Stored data
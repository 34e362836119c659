//! Save files: one line of text holding the side to move and every position.
//!
//! ## Format
//!
//! ```text
//! <T> <H1> <H2> <H3> <H4> <F>
//! ```
//!
//! `<T>` is `F` or `H` (the side to move next), followed by the four hound
//! labels in order and the fox label, space separated. Only the default 8×8
//! board can be saved or loaded; any other board fails with
//! `GameError::UnsupportedConfiguration`.
//!
//! Saving never overwrites: the target file must not exist yet.

use std::fs::{self, OpenOptions};
use std::io::Write;
use std::path::Path;
use std::sync::OnceLock;

use regex::Regex;
use rustc_hash::FxHashSet;

use crate::core::{Coord, Dimension, Figure, GameState, PlayerSet, DEFAULT_LENGTH};
use crate::error::{GameError, Result};

/// Turn marker plus exactly five default-board labels.
const LINE_PATTERN: &str = r"^[FH](\s[A-H][1-8]){5}$";

fn line_pattern() -> &'static Regex {
    static PATTERN: OnceLock<Regex> = OnceLock::new();
    PATTERN.get_or_init(|| Regex::new(LINE_PATTERN).expect("save line pattern is a valid regex"))
}

/// A game state in its persisted form.
#[derive(Clone, Debug, PartialEq, Eq)]
pub struct SaveRecord {
    state: GameState,
}

impl SaveRecord {
    /// Wrap a default-board game state for saving.
    pub fn new(state: &GameState, dim: Dimension) -> Result<Self> {
        if !dim.is_default() || state.players.len() != DEFAULT_LENGTH {
            return Err(GameError::UnsupportedConfiguration(format!(
                "saving needs the default {} board with {DEFAULT_LENGTH} pieces, got {dim} with {}",
                Dimension::DEFAULT,
                state.players.len()
            )));
        }
        if let Some(off) = state.players.iter().find(|c| !c.is_on_board(Dimension::DEFAULT)) {
            return Err(GameError::UnsupportedConfiguration(format!(
                "position {off} is outside the default board"
            )));
        }

        Ok(Self {
            state: state.clone(),
        })
    }

    /// Parse a saved line. Surrounding whitespace is ignored.
    pub fn parse(line: &str) -> Result<Self> {
        let line = line.trim();
        if !line_pattern().is_match(line) {
            return Err(GameError::Format(line.to_string()));
        }

        let mut tokens = line.split_whitespace();
        let turn = tokens
            .next()
            .and_then(|t| t.chars().next())
            .and_then(Figure::from_marker)
            .ok_or_else(|| GameError::Format(line.to_string()))?;
        let labels: Vec<&str> = tokens.collect();

        let players = PlayerSet::from_labels(Dimension::DEFAULT, &labels)?;
        let mut seen = FxHashSet::default();
        if !players.iter().all(|c: Coord| seen.insert(c)) {
            return Err(GameError::Format(line.to_string()));
        }

        Ok(Self {
            state: GameState::new(players).with_turn(turn),
        })
    }

    /// Render as a save line, without the trailing newline.
    #[must_use]
    pub fn to_line(&self) -> String {
        let mut line = String::with_capacity(2 + DEFAULT_LENGTH * 3);
        line.push(self.state.turn.marker());
        for label in self.state.players.labels() {
            line.push(' ');
            line.push_str(&label);
        }
        line
    }

    #[must_use]
    pub fn state(&self) -> &GameState {
        &self.state
    }

    #[must_use]
    pub fn into_state(self) -> GameState {
        self.state
    }
}

/// Save `state` to a new file at `path`.
///
/// Fails with `UnsupportedConfiguration` off the default board and with
/// `Io` if the file already exists or can't be written.
pub fn save_game(state: &GameState, dim: Dimension, path: &Path) -> Result<()> {
    let record = SaveRecord::new(state, dim)?;

    let mut file = OpenOptions::new().write(true).create_new(true).open(path)?;
    writeln!(file, "{}", record.to_line())?;

    log::debug!("saved game to {}: {}", path.display(), record.to_line());
    Ok(())
}

/// Load a game from `path`.
///
/// Only the first line is read. Fails with `UnsupportedConfiguration` when
/// the active board isn't the default one, `Io` when the file can't be read
/// and `Format` when the line doesn't hold a valid save. Nothing is returned
/// on failure, so the caller's state stays as it was.
pub fn load_game(path: &Path, dim: Dimension) -> Result<GameState> {
    if !dim.is_default() {
        return Err(GameError::UnsupportedConfiguration(format!(
            "loading needs the default {} board, got {dim}",
            Dimension::DEFAULT
        )));
    }

    let contents = fs::read_to_string(path)?;
    let first_line = contents.lines().next().unwrap_or("");
    let record = SaveRecord::parse(first_line)?;

    log::debug!("loaded game from {}: {}", path.display(), record.to_line());
    Ok(record.into_state())
}

#[cfg(test)]
mod tests {
    use super::*;
    use crate::rules::initial_placement;

    fn default_state() -> GameState {
        GameState::new(initial_placement(Dimension::DEFAULT))
    }

    #[test]
    fn test_to_line() {
        let record = SaveRecord::new(&default_state(), Dimension::DEFAULT).unwrap();
        assert_eq!(record.to_line(), "F B1 D1 F1 H1 E8");

        let record = SaveRecord::new(&default_state().with_turn(Figure::Hound), Dimension::DEFAULT).unwrap();
        assert_eq!(record.to_line(), "H B1 D1 F1 H1 E8");
    }

    #[test]
    fn test_new_rejects_other_dimensions() {
        let dim = Dimension::new(6).unwrap();
        let state = GameState::new(initial_placement(dim));
        assert!(matches!(
            SaveRecord::new(&state, dim),
            Err(GameError::UnsupportedConfiguration(_))
        ));

        // Nine-by-nine boards also have five pieces, but aren't the default.
        let dim = Dimension::new(9).unwrap();
        let state = GameState::new(initial_placement(dim));
        assert!(matches!(
            SaveRecord::new(&state, dim),
            Err(GameError::UnsupportedConfiguration(_))
        ));
    }

    #[test]
    fn test_parse() {
        let record = SaveRecord::parse("H B1 D1 F1 H1 E8\n").unwrap();
        assert_eq!(record.state().turn, Figure::Hound);
        assert_eq!(record.state().players, initial_placement(Dimension::DEFAULT));
    }

    #[test]
    fn test_parse_accepts_trailing_space() {
        assert!(SaveRecord::parse("F B1 D1 F1 H1 E8 ").is_ok());
    }

    #[test]
    fn test_parse_rejects_mismatches() {
        for line in [
            "",
            "X B1 D1 F1 H1 E8",
            "F B1 D1 F1 H1",
            "F B1 D1 F1 H1 E8 A2",
            "F B1 D1 F1 H1 I8",
            "F B1 D1 F1 H1 E9",
            "F b1 D1 F1 H1 E8",
            "FB1 D1 F1 H1 E8",
            "F B1 D1 F1 H1 E10",
        ] {
            assert!(matches!(SaveRecord::parse(line), Err(GameError::Format(_))), "{line:?}");
        }
    }

    #[test]
    fn test_parse_rejects_shared_cells() {
        assert!(matches!(
            SaveRecord::parse("F B1 B1 F1 H1 E8"),
            Err(GameError::Format(_))
        ));
    }
}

**Required work:**
Where a line of the records has the string "UnsupportedConfiguration", return that line.

**Written response:**
//! `GameError::UnsupportedConfiguration`.
            return Err(GameError::UnsupportedConfiguration(format!(
            return Err(GameError::UnsupportedConfiguration(format!(
/// Fails with `UnsupportedConfiguration` off the default board and with
/// Only the first line is read. Fails with `UnsupportedConfiguration` when
        return Err(GameError::UnsupportedConfiguration(format!(
            Err(GameError::UnsupportedConfiguration(_))
            Err(GameError::UnsupportedConfiguration(_))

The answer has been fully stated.